When Brody told Quint, "You're gonna need a bigger boat," he had far less knowledge about sharking...but he knew they needed a bigger boat.

Disney needs a bigger router (or whatever.)
 

englanddg

One Little Spark...
I don't know anything about Internet-tech stuff. But I know Disney needs to do a better job because it is slow a lot and basically unusable sometimes, like today.

When Brody told Quint, "You're gonna need a bigger boat," he had far less knowledge about sharking...but he knew they needed a bigger boat.

Disney needs a bigger router (or whatever.)

It's not their router. In fact, the traffic shaping on the routers and QoS management is part of the problem.

I've found the Wifi drops many times, not because of signal, but due to DHCP lease expiration. This means that they have QoS (Quality of Service) set so low that unless you are constantly using network signal, then you lose your connection and must reconnect.

They are doing this for a variety of reasons, but I suspect the primary one is a bottleneck at what networking geeks would call "the edge"...in other words, they are attempting to manage the amount of traffic passing between their various ISP peering relationship.

I could ramble on about this for a while, but having done some network analysis (not what I do full time, but I know enough to poke around) while I was at Pop because the Wifi frustrated me so much, that's what it appears to me.

Of course, no netadmin at Disney in their right mind would even discuss who their peering partners are, etc...but, I strongly suspect that Disney acts as their own ISP internally.
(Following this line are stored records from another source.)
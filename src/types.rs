//! Shared types and enums used across satmosaic.
//! Includes `ProviderProfile`, `TimeRange` and `QualityFilter`.
use chrono::NaiveDate;
use clap::ValueEnum;
use serde::{Deserialize, Serialize};

use crate::error::{Error, Result};

/// Imagery providers the pipeline has adapters or defaults for. The core is
/// identical for all of them; the profile only carries their small drifts
/// (band names, working CRS, retry budget, request pacing).
#[derive(Copy, Clone, PartialEq, Eq, PartialOrd, Ord, ValueEnum, Debug, Serialize, Deserialize)]
#[serde(rename_all = "snake_case")]
pub enum ProviderProfile {
    BrazilDataCube,
    PlanetaryComputer,
    Copernicus,
    EarthEngine,
    UsgsM2m,
}

impl ProviderProfile {
    /// Band assets downloaded per scene, in output band order.
    pub fn default_bands(&self) -> &'static [&'static str] {
        match self {
            ProviderProfile::BrazilDataCube | ProviderProfile::PlanetaryComputer => {
                &["B04", "B03", "B02"]
            }
            ProviderProfile::Copernicus => &["B02", "B03", "B04", "B08"],
            ProviderProfile::EarthEngine => &["B4", "B3", "B2"],
            ProviderProfile::UsgsM2m => &["SR_B4", "SR_B3", "SR_B2"],
        }
    }

    /// CRS the per-tile rasters are mosaicked in.
    pub fn default_crs(&self) -> &'static str {
        match self {
            ProviderProfile::EarthEngine => "EPSG:4326",
            _ => "EPSG:32721",
        }
    }

    pub fn default_max_retries(&self) -> u32 {
        match self {
            ProviderProfile::Copernicus | ProviderProfile::EarthEngine => 5,
            _ => 3,
        }
    }

    /// Minimum spacing between two request starts, in milliseconds.
    pub fn default_min_request_interval_ms(&self) -> u64 {
        match self {
            ProviderProfile::Copernicus => 1000,
            ProviderProfile::EarthEngine => 500,
            _ => 0,
        }
    }
}

impl std::fmt::Display for ProviderProfile {
    fn fmt(&self, f: &mut std::fmt::Formatter<'_>) -> std::fmt::Result {
        let s = match self {
            ProviderProfile::BrazilDataCube => "BrazilDataCube",
            ProviderProfile::PlanetaryComputer => "PlanetaryComputer",
            ProviderProfile::Copernicus => "Copernicus",
            ProviderProfile::EarthEngine => "EarthEngine",
            ProviderProfile::UsgsM2m => "UsgsM2m",
        };
        write!(f, "{}", s)
    }
}

/// Inclusive acquisition date range.
#[derive(Copy, Clone, PartialEq, Eq, Debug, Serialize, Deserialize)]
pub struct TimeRange {
    pub start: NaiveDate,
    pub end: NaiveDate,
}

impl TimeRange {
    pub fn new(start: NaiveDate, end: NaiveDate) -> Result<Self> {
        if start > end {
            return Err(Error::config("time_range", format!("{} > {}", start, end)));
        }
        Ok(Self { start, end })
    }

    /// Parse two `YYYY-MM-DD` dates.
    pub fn parse(start: &str, end: &str) -> Result<Self> {
        let parse = |s: &str| {
            NaiveDate::parse_from_str(s, "%Y-%m-%d").map_err(|_| Error::config("date", s))
        };
        Self::new(parse(start)?, parse(end)?)
    }

    pub fn contains(&self, date: NaiveDate) -> bool {
        self.start <= date && date <= self.end
    }
}

impl std::fmt::Display for TimeRange {
    fn fmt(&self, f: &mut std::fmt::Formatter<'_>) -> std::fmt::Result {
        write!(f, "{}_{}", self.start, self.end)
    }
}

/// Scene acceptance rules applied before picking the best candidate of a tile.
#[derive(Copy, Clone, PartialEq, Debug, Serialize, Deserialize)]
#[serde(default)]
pub struct QualityFilter {
    /// Maximum cloud cover percentage.
    pub max_cloud_cover: f64,
    /// Optional lower bound, used by some composite collections.
    pub min_cloud_cover: Option<f64>,
    /// Minimum fraction of the tile a scene footprint must cover (0..=1).
    pub min_footprint_coverage: f64,
}

impl Default for QualityFilter {
    fn default() -> Self {
        Self {
            max_cloud_cover: 20.0,
            min_cloud_cover: None,
            min_footprint_coverage: 0.82,
        }
    }
}

impl QualityFilter {
    pub fn validate(&self) -> Result<()> {
        if !(0.0..=100.0).contains(&self.max_cloud_cover) {
            return Err(Error::config("max_cloud_cover", self.max_cloud_cover));
        }
        if let Some(min) = self.min_cloud_cover {
            if !(0.0..=self.max_cloud_cover).contains(&min) {
                return Err(Error::config("min_cloud_cover", min));
            }
        }
        if !(0.0..=1.0).contains(&self.min_footprint_coverage) {
            return Err(Error::config(
                "min_footprint_coverage",
                self.min_footprint_coverage,
            ));
        }
        Ok(())
    }

    pub fn accepts_cloud_cover(&self, cloud_cover: f64) -> bool {
        cloud_cover <= self.max_cloud_cover
            && self.min_cloud_cover.is_none_or(|min| cloud_cover >= min)
    }
}

#[cfg(test)]
mod tests {
    use super::*;

    #[test]
    fn test_time_range_parse() {
        let range = TimeRange::parse("2024-12-25", "2025-01-25").unwrap();
        assert!(range.contains(NaiveDate::from_ymd_opt(2025, 1, 1).unwrap()));
        assert!(!range.contains(NaiveDate::from_ymd_opt(2025, 2, 1).unwrap()));
        assert_eq!(range.to_string(), "2024-12-25_2025-01-25");
    }

    #[test]
    fn test_time_range_rejects_inverted_and_garbage() {
        assert!(TimeRange::parse("2025-02-01", "2025-01-01").is_err());
        assert!(TimeRange::parse("yesterday", "2025-01-01").is_err());
    }

    #[test]
    fn test_quality_filter_bounds() {
        let filter = QualityFilter {
            max_cloud_cover: 20.0,
            min_cloud_cover: Some(10.0),
            min_footprint_coverage: 0.82,
        };
        assert!(filter.validate().is_ok());
        assert!(filter.accepts_cloud_cover(10.0));
        assert!(filter.accepts_cloud_cover(20.0));
        assert!(!filter.accepts_cloud_cover(9.9));
        assert!(!filter.accepts_cloud_cover(20.1));

        let bad = QualityFilter {
            max_cloud_cover: 120.0,
            ..QualityFilter::default()
        };
        assert!(bad.validate().is_err());
    }

    #[test]
    fn test_provider_profiles() {
        assert_eq!(ProviderProfile::Copernicus.default_bands().len(), 4);
        assert_eq!(ProviderProfile::BrazilDataCube.default_crs(), "EPSG:32721");
        assert_eq!(ProviderProfile::EarthEngine.to_string(), "EarthEngine");
    }
}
So, it's all left to where they hand off to the outside world. Like I said, a simple tracert to an offsite location (like google.com or something) and then watching the IPs which report back tells you a lot.

I found a simple ipconfig /release then ipconfig /renew generally bounced my service fine, but since you can't do that easily on the iPhone / iPad, I'd have to disconnect from the wireless and reconnect...even though according to the phone, I was connected to the Wifi just fine with plenty of signal.

So...as I said, it's not their LAN (or CAN / WAN) infrastructure that is the issue, I think. It's the bottleneck they have getting to the outside world.

Now, why they don't just host mirrors of the My Disney Experience app servers inside the WAN, and then use DNS to keep you from hitting the public servers when you are on their network... <shrug>

In addition, Wifi invites for far more network traffic than traditional copper. In the sense that, while you uploading videos at night to youtube, or photos to flickr from your laptop is a common practice...imagine how many more people are doing it now, all day long, from their phones. Posting to facebook, sticking pictures on facebook / flickr, etc....list goes on.

I'm sure it will get better...but lord knows when. They were beta testing it at CBR in 2010 when I went there, and it was horrid. I was so happy to see copper back in 2011...only to have it gone again, even as an option, in 2012.